== Available data ==

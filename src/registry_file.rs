//! Decoding and row mapping for the DGII taxpayer registry text file.
//!
//! The published file has no schema version and has shipped with different
//! encodings and separators over time, so both are detected:
//!
//! 1. strict UTF-8 (a leading BOM is dropped);
//! 2. otherwise Windows-1252, which maps every byte and never fails.
//!
//! Columns are positional (see [`columns`]).

use csv::StringRecord;
use encoding_rs::{Encoding, UTF_8, WINDOWS_1252};
use std::borrow::Cow;

use crate::models::{ProfileField, TaxpayerProfile};
use crate::normalize::sanitize_identifier;

/// Positions in the registry layout.
pub mod columns {
    pub const IDENTIFIER: usize = 0;
    pub const LEGAL_NAME: usize = 1;
    pub const ECONOMIC_ACTIVITY: usize = 2;
    pub const STATUS: usize = 4;
    pub const PAYMENT_REGIME: usize = 5;
}

/// Rows with fewer columns carry no usable name and are skipped.
pub const MIN_COLUMNS: usize = 2;

const DELIMITER_CANDIDATES: [u8; 4] = [b'|', b',', b';', b'\t'];
const SAMPLE_LINES: usize = 20;

#[derive(Debug)]
pub struct DecodedText<'a> {
    pub text: Cow<'a, str>,
    pub encoding: &'static Encoding,
    /// True when the fallback decoder was used.
    pub lossy: bool,
}

/// Stage 1: UTF-8 without replacement.
pub fn decode_strict(bytes: &[u8]) -> Option<Cow<'_, str>> {
    let body = bytes.strip_prefix(b"\xEF\xBB\xBF".as_slice()).unwrap_or(bytes);
    UTF_8.decode_without_bom_handling_and_without_replacement(body)
}

/// Stage 2: Windows-1252. Total over all byte sequences.
pub fn decode_lossy(bytes: &[u8]) -> Cow<'_, str> {
    let (text, _, _) = WINDOWS_1252.decode(bytes);
    text
}

pub fn decode_registry(bytes: &[u8]) -> DecodedText<'_> {
    match decode_strict(bytes) {
        Some(text) => DecodedText {
            text,
            encoding: UTF_8,
            lossy: false,
        },
        None => {
            tracing::info!("Registry file is not valid UTF-8, decoding as windows-1252");
            DecodedText {
                text: decode_lossy(bytes),
                encoding: WINDOWS_1252,
                lossy: true,
            }
        }
    }
}

/// Picks the separator that appears on every sampled line with the most
/// consistent count. Falls back to `,`.
pub fn detect_delimiter(text: &str) -> u8 {
    let sample: Vec<&str> = text
        .lines()
        .filter(|line| !line.trim().is_empty())
        .take(SAMPLE_LINES)
        .collect();
    if sample.is_empty() {
        return b',';
    }

    DELIMITER_CANDIDATES
        .iter()
        .filter_map(|&candidate| {
            let counts: Vec<usize> = sample
                .iter()
                .map(|line| line.bytes().filter(|&b| b == candidate).count())
                .collect();
            let min = *counts.iter().min()?;
            let max = *counts.iter().max()?;
            if min == 0 {
                return None;
            }
            // Consistent counts first, then the richer split
            Some(((min == max), min, candidate))
        })
        .max_by_key(|&(consistent, min, _)| (consistent, min))
        .map(|(_, _, candidate)| candidate)
        .unwrap_or(b',')
}

/// A header row has a non-empty first field without any digit.
pub fn looks_like_header(record: &StringRecord) -> bool {
    record
        .get(columns::IDENTIFIER)
        .map(str::trim)
        .is_some_and(|first| !first.is_empty() && !first.chars().any(|c| c.is_ascii_digit()))
}

/// Maps one registry row to a cache-sourced profile. `None` means skip.
pub fn map_row(record: &StringRecord) -> Option<TaxpayerProfile> {
    if record.len() < MIN_COLUMNS {
        return None;
    }
    let identifier = sanitize_identifier(record.get(columns::IDENTIFIER)?);
    if identifier.is_empty() {
        return None;
    }

    let column = |i: usize| record.get(i).map(str::trim).unwrap_or("").to_string();
    let fields = [
        (ProfileField::Identifier, identifier.clone()),
        (ProfileField::LegalName, column(columns::LEGAL_NAME)),
        (ProfileField::EconomicActivity, column(columns::ECONOMIC_ACTIVITY)),
        (ProfileField::Status, column(columns::STATUS)),
        (ProfileField::PaymentRegime, column(columns::PAYMENT_REGIME)),
    ];
    Some(TaxpayerProfile::from_fields(fields, &identifier, true))
}

/// Iterates the data rows of a decoded registry, skipping a detected header.
/// Unreadable or short rows come out as `None`.
pub fn registry_rows(text: &str, delimiter: u8) -> impl Iterator<Item = Option<TaxpayerProfile>> + '_ {
    let reader = csv::ReaderBuilder::new()
        .delimiter(delimiter)
        .has_headers(false)
        .flexible(true)
        .from_reader(text.as_bytes());

    let mut records = reader.into_records().peekable();
    if matches!(records.peek(), Some(Ok(first)) if looks_like_header(first)) {
        records.next();
    }

    records.map(|record| match record {
        Ok(record) => map_row(&record),
        Err(e) => {
            tracing::debug!("Unreadable registry row skipped: {}", e);
            None
        }
    })
}

#[cfg(test)]
mod tests {
    use super::*;

    #[test]
    fn strict_stage_accepts_utf8_and_drops_bom() {
        let text = decode_strict("RNC|NOMBRE\n101|JOSÉ".as_bytes()).unwrap();
        assert!(text.contains("JOSÉ"));

        let with_bom = [b"\xEF\xBB\xBF".as_slice(), b"101|A".as_slice()].concat();
        assert_eq!(decode_strict(&with_bom).unwrap(), "101|A");
    }

    #[test]
    fn strict_stage_rejects_latin1() {
        // "JOSÉ" in windows-1252
        assert!(decode_strict(b"101|JOS\xC9").is_none());
    }

    #[test]
    fn lossy_stage_decodes_windows_1252() {
        assert_eq!(decode_lossy(b"101|JOS\xC9"), "101|JOSÉ");
        let decoded = decode_registry(b"101|JOS\xC9");
        assert!(decoded.lossy);
        assert_eq!(decoded.encoding, WINDOWS_1252);
    }

    #[test]
    fn delimiter_detection() {
        assert_eq!(detect_delimiter("101|ACME|X\n102|BETA|Y\n"), b'|');
        assert_eq!(detect_delimiter("101,ACME,X\n102,BETA,Y\n"), b',');
        assert_eq!(detect_delimiter("101\tACME\n102\tBETA\n"), b'\t');
        // Commas inside names are inconsistent; pipes are not
        assert_eq!(detect_delimiter("101|ACME, SRL|X\n102|BETA|Y\n"), b'|');
        assert_eq!(detect_delimiter(""), b',');
        assert_eq!(detect_delimiter("nothing to split"), b',');
    }

    #[test]
    fn header_detection() {
        assert!(looks_like_header(&StringRecord::from(vec!["RNC", "NOMBRE"])));
        assert!(!looks_like_header(&StringRecord::from(vec!["101-00001-2", "ACME"])));
        assert!(!looks_like_header(&StringRecord::from(vec!["", "ACME"])));
    }

    #[test]
    fn row_mapping_uses_fixed_positions() {
        let record = StringRecord::from(vec![
            "101-00001-2",
            " ACME SRL ",
            "VENTA AL POR MAYOR",
            "01/01/2000",
            "ACTIVO",
            "NORMAL",
        ]);
        let profile = map_row(&record).unwrap();
        assert_eq!(profile.identifier, "101000012");
        assert_eq!(profile.queried_identifier, "101000012");
        assert_eq!(profile.legal_name, "ACME SRL");
        assert_eq!(profile.economic_activity, "VENTA AL POR MAYOR");
        assert_eq!(profile.status, "ACTIVO");
        assert_eq!(profile.payment_regime, "NORMAL");
        assert_eq!(profile.trade_name, "");
        assert!(profile.from_cache);
    }

    #[test]
    fn short_or_blank_rows_are_skipped() {
        assert!(map_row(&StringRecord::from(vec!["101"])).is_none());
        assert!(map_row(&StringRecord::from(vec!["--", "ACME"])).is_none());
        // Missing optional columns default to empty
        let profile = map_row(&StringRecord::from(vec!["101", "ACME"])).unwrap();
        assert_eq!(profile.status, "");
    }

    #[test]
    fn rows_skip_header_and_report_short_rows() {
        let text = "RNC|NOMBRE|ACTIVIDAD|FECHA|ESTADO|REGIMEN\n\
                    101|ACME|VENTAS|x|ACTIVO|NORMAL\n\
                    102\n\
                    103|BETA|||SUSPENDIDO|\n";
        let rows: Vec<_> = registry_rows(text, b'|').collect();
        assert_eq!(rows.len(), 3);
        assert_eq!(rows[0].as_ref().unwrap().legal_name, "ACME");
        assert!(rows[1].is_none());
        assert_eq!(rows[2].as_ref().unwrap().status, "SUSPENDIDO");
    }
}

===

> **What this task involves**
Line count for "split": count the lines of the records above that contain it and give only the number.

> **Response**
2